Conflicts of interest (COI) management is serious business in biomedical research. One tool aims to simplify and harmonize the process, says Nature technology editor Jeffrey Perkel.
Every time a researcher submits an article or grant application, or fulfils their institution’s annual disclosure requirement, they must submit a new financial interests statement. The problem is, each entity may request slightly different information, or define conflicts slightly differently. Some, for instance, may only care about financial interests from the previous 12 months; others may have a wider window. For researchers that publish or give presentations frequently, the paperwork can quickly add up — as can the likelihood of embarrassing (or worse) oversights, a topic explored in this Nature Careers feature.
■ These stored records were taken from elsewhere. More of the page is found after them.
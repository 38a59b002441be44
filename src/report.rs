//! Report generation for simulation runs.
//!
//! Consumes evaluation results and topology snapshots and renders them as
//! JSON, a human-readable text report, or GraphViz DOT.

use std::fmt::Write as _;
use std::fs;
use std::path::Path;

use color_eyre::eyre::{Context, Result};
use serde::{Deserialize, Serialize};

use crate::orchestrator::{BatchSummary, SimulationReport};
use crate::routing::EvaluationResult;
use crate::topology::{Edge, NodeId, NodeRole, Topology};

/// A node as seen by the reporter
#[derive(Debug, Clone, Copy, PartialEq, Eq, Serialize, Deserialize)]
pub struct SnapshotNode {
    pub id: NodeId,
    pub role: NodeRole,
}

/// Frozen copy of a topology with an optional highlighted malicious node
#[derive(Debug, Clone, PartialEq, Eq, Serialize, Deserialize)]
pub struct TopologySnapshot {
    pub nodes: Vec<SnapshotNode>,
    pub edges: Vec<Edge>,
    pub malicious: Option<NodeId>,
}

impl TopologySnapshot {
    pub fn capture(topology: &Topology, malicious: Option<NodeId>) -> Self {
        Self {
            nodes: topology
                .nodes()
                .map(|(id, role)| SnapshotNode { id, role })
                .collect(),
            edges: topology.edges().collect(),
            malicious,
        }
    }
}

/// Generate JSON report
pub fn generate_json_report(report: &SimulationReport, output_path: &Path) -> Result<()> {
    let json = serde_json::to_string_pretty(report)
        .context("Failed to serialize report to JSON")?;

    fs::write(output_path, json)
        .with_context(|| format!("Failed to write JSON report to {}", output_path.display()))?;

    log::info!("JSON report written to {}", output_path.display());
    Ok(())
}

/// Generate human-readable text report
pub fn generate_text_report(report: &SimulationReport, output_path: &Path) -> Result<()> {
    let text = render_text_report(report);
    fs::write(output_path, text)
        .with_context(|| format!("Failed to write text report to {}", output_path.display()))?;

    log::info!("Text report written to {}", output_path.display());
    Ok(())
}

/// Render the text report without writing it
pub fn render_text_report(report: &SimulationReport) -> String {
    let mut lines: Vec<String> = Vec::new();

    lines.push("=".repeat(80));
    lines.push("                  WSN SINKHOLE ATTACK SIMULATION".to_string());
    lines.push("=".repeat(80));
    lines.push(String::new());

    lines.push(format!("Generated: {}", report.metadata.generated_at.to_rfc3339()));
    match report.metadata.seed {
        Some(seed) => lines.push(format!("Seed: {}", seed)),
        None => lines.push("Seed: external generator".to_string()),
    }
    lines.push(format!("Sensor nodes: {}", report.metadata.sensors));
    lines.push(format!("Base station: {}", report.metadata.base_station));
    lines.push(String::new());

    push_evaluation(&mut lines, "Baseline Evaluation:", &report.baseline);

    lines.push(format!("Malicious node: {}", report.attacker));
    lines.push(String::new());
    push_evaluation(&mut lines, "Post-Attack Evaluation:", &report.post_attack);

    lines.push(format!("IDS flagged nodes: {:?}", report.flagged));
    lines.push(String::new());

    match &report.post_mitigation {
        Some(result) => {
            lines.push(format!(
                "Secure routing applied. {} malicious path link(s) removed.",
                report.removed_edges.len()
            ));
            for edge in &report.removed_edges {
                lines.push(format!("  {} -> {} (cost {})", edge.from, edge.to, edge.weight));
            }
            lines.push(String::new());
            push_evaluation(&mut lines, "Post-Security Evaluation:", result);
        }
        None => {
            lines.push("Secure routing disabled.".to_string());
            lines.push(String::new());
        }
    }

    lines.push(format!("Total energy consumption: {:.2} units", report.energy));
    lines.push(format!("Average latency: {:.2} ms", report.latency));
    lines.push(String::new());

    lines.join("\n")
}

fn push_evaluation(lines: &mut Vec<String>, title: &str, result: &EvaluationResult) {
    lines.push(title.to_string());
    lines.push(format!("Total paths: {}", result.total_reachable));
    lines.push(format!("Valid paths: {}", result.valid_reachable));
    lines.push(format!("Packet delivery ratio: {:.2}%", result.ratio));
    lines.push(String::new());
}

/// Render a batch summary
pub fn render_batch_summary(summary: &BatchSummary) -> String {
    let mut out = String::new();
    let _ = writeln!(out, "Runs: {}", summary.runs);
    let _ = writeln!(out, "Mean baseline ratio: {:.2}%", summary.mean_baseline_ratio);
    let _ = writeln!(out, "Mean post-attack ratio: {:.2}%", summary.mean_post_attack_ratio);
    match summary.mean_post_mitigation_ratio {
        Some(ratio) => {
            let _ = writeln!(out, "Mean post-security ratio: {:.2}%", ratio);
        }
        None => {
            let _ = writeln!(out, "Mean post-security ratio: n/a");
        }
    }
    let _ = writeln!(out, "Mean energy consumption: {:.2} units", summary.mean_energy);
    let _ = writeln!(out, "Mean latency: {:.2} ms", summary.mean_latency);
    out
}

/// Generate GraphViz DOT format for visualization.
///
/// The base station is red, the malicious node orange, other sensors blue.
pub fn generate_dot(snapshot: &TopologySnapshot) -> String {
    let mut dot = String::new();
    dot.push_str("digraph WirelessSensorNetwork {\n");
    dot.push_str("  label=\"Wireless Sensor Network\";\n");
    dot.push_str("  node [shape=circle, style=filled, fontcolor=white, fontsize=8];\n");
    dot.push_str("  edge [color=gray];\n\n");

    for node in &snapshot.nodes {
        let color = match node.role {
            NodeRole::BaseStation => "red",
            NodeRole::Sensor if snapshot.malicious == Some(node.id) => "orange",
            NodeRole::Sensor => "blue",
        };
        let _ = writeln!(dot, "  \"{}\" [fillcolor={}];", node.id, color);
    }
    dot.push('\n');

    for edge in &snapshot.edges {
        let _ = writeln!(
            dot,
            "  \"{}\" -> \"{}\" [label=\"{}\"];",
            edge.from, edge.to, edge.weight
        );
    }

    dot.push_str("}\n");
    dot
}

/// Write the snapshot as a DOT file
pub fn write_dot(snapshot: &TopologySnapshot, output_path: &Path) -> Result<()> {
    fs::write(output_path, generate_dot(snapshot))
        .with_context(|| format!("Failed to write DOT graph to {}", output_path.display()))?;

    log::info!("Topology graph written to {}", output_path.display());
    Ok(())
}

#[cfg(test)]
mod tests {
    use super::*;
    use crate::config::SimulationConfig;
    use crate::orchestrator::run_seeded;
    use crate::topology::{build_seeded, BASE_STATION_ID};
    use tempfile::TempDir;

    fn reference_report() -> SimulationReport {
        let mut config = SimulationConfig::default();
        config.attack.attacker = Some(5);
        run_seeded(&config, 42).unwrap()
    }

    #[test]
    fn test_snapshot_capture() {
        let topology = build_seeded(10, 42).unwrap();
        let snapshot = TopologySnapshot::capture(&topology, Some(5));
        assert_eq!(snapshot.nodes.len(), 11);
        assert_eq!(snapshot.nodes[0], SnapshotNode { id: BASE_STATION_ID, role: NodeRole::BaseStation });
        assert_eq!(snapshot.edges.len(), 30);
        assert_eq!(snapshot.malicious, Some(5));
    }

    #[test]
    fn test_dot_colors() {
        let topology = build_seeded(4, 1).unwrap();
        let dot = generate_dot(&TopologySnapshot::capture(&topology, Some(2)));
        assert!(dot.starts_with("digraph WirelessSensorNetwork {"));
        assert!(dot.contains("\"0\" [fillcolor=red];"));
        assert!(dot.contains("\"2\" [fillcolor=orange];"));
        assert!(dot.contains("\"1\" [fillcolor=blue];"));
        assert_eq!(dot.matches(" -> ").count(), topology.edge_count());
    }

    #[test]
    fn test_text_report_contents() {
        let report = reference_report();
        let text = render_text_report(&report);
        assert!(text.contains("Baseline Evaluation:"));
        assert!(text.contains("Packet delivery ratio: 100.00%"));
        assert!(text.contains("Malicious node: 5"));
        assert!(text.contains("IDS flagged nodes: []"));
        assert!(text.contains("Post-Security Evaluation:"));
        assert!(text.contains("Seed: 42"));
    }

    #[test]
    fn test_reports_written() {
        let report = reference_report();
        let dir = TempDir::new().unwrap();

        let json_path = dir.path().join("report.json");
        generate_json_report(&report, &json_path).unwrap();
        let parsed: SimulationReport =
            serde_json::from_str(&fs::read_to_string(&json_path).unwrap()).unwrap();
        assert_eq!(parsed.attacker, report.attacker);
        assert_eq!(parsed.snapshot, report.snapshot);

        let text_path = dir.path().join("report.txt");
        generate_text_report(&report, &text_path).unwrap();
        assert!(fs::read_to_string(&text_path).unwrap().contains("Average latency"));

        let dot_path = dir.path().join("topology.dot");
        write_dot(&report.snapshot, &dot_path).unwrap();
        assert!(fs::read_to_string(&dot_path).unwrap().contains("fillcolor=orange"));
    }

    #[test]
    fn test_write_to_missing_directory_fails() {
        let report = reference_report();
        assert!(generate_json_report(&report, Path::new("/nonexistent/dir/report.json")).is_err());
    }
}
As the biomedical research community embraces transparency, more and more disclosure forms are making their way online, explains Heather Pierce, senior director of science policy and regulatory council at the Association of American Medical Colleges in Washington, DC. That means it’s easier than ever to look over researchers’ shoulders, checking their disclosures against one another, and against public resources such as OpenPaymentsData.CMS.gov, a database that records payments from drug manufacturers and medical device developers to physicians and hospitals. “The potential implications and negative consequences of inconsistent disclosure forms, both on the individual themselves and on the institution with which they’re affiliated, can be quite significant.”
Enter Convey. Built by AAMC and launched in November 2016, Convey is a financial interests database and automated disclosure generation system — one that aims to simplify and harmonize the disclosure process.
Researchers maintain a single repository of their own financial interests, and can mine that to create their disclosure statements, says Pierce. Instead of creating each new disclosure from scratch, interests need to be entered only once, reducing workload and improving accuracy. And as they move from institution to institution, researchers maintain control of their database, meaning they need not recreate it with each new job.
Institutional clients, including both research facilities and journals, can use Convey to collect the data they need, building custom rules so that, for instance, researchers submitting manuscripts could pull only those conflicts that match the journal’s specifications. Institutions can also request custom information, such as data on familial relationships or service on committees. “Any information that institutions are collecting currently on their disclosure forms, can also be collected through Convey,” Pierce says.
As described by AAMCNews, Convey is free for researchers; institutions subscribe to the service “for an annual fee based on the volume of disclosures it receives.”
No institutions or journals have yet fully implemented the system, Pierce says, though a number are planning to do so. But that does present something of a catch-22 for potential users, as the system does not allow researchers to export generic disclosure statements for sites or journals that do not use the system already, Pierce says. As a result, even if users and their host institutions are using Convey, they still may have to create specific disclosures when submitting manuscripts to a journal that doesn’t support it.
For that reason, a researcher’s best bet may be the old standby — careful documentation, says Julia Campbell, Director of the conflict of interest office at Northwestern University in Evanston, Illinois, and a Steering Committee member for the AAMC Forum on Conflict of Interest in Academe.
“When they have external relationships or external activities, whether it’s speaking or consulting, they track the company, they track the dates that they engaged in the activities, they track the amounts,” Campbell says. “And then they have it for reference whenever the specific disclosure requirements come up.”
Jeffrey Perkel is Nature’s Technology Editor.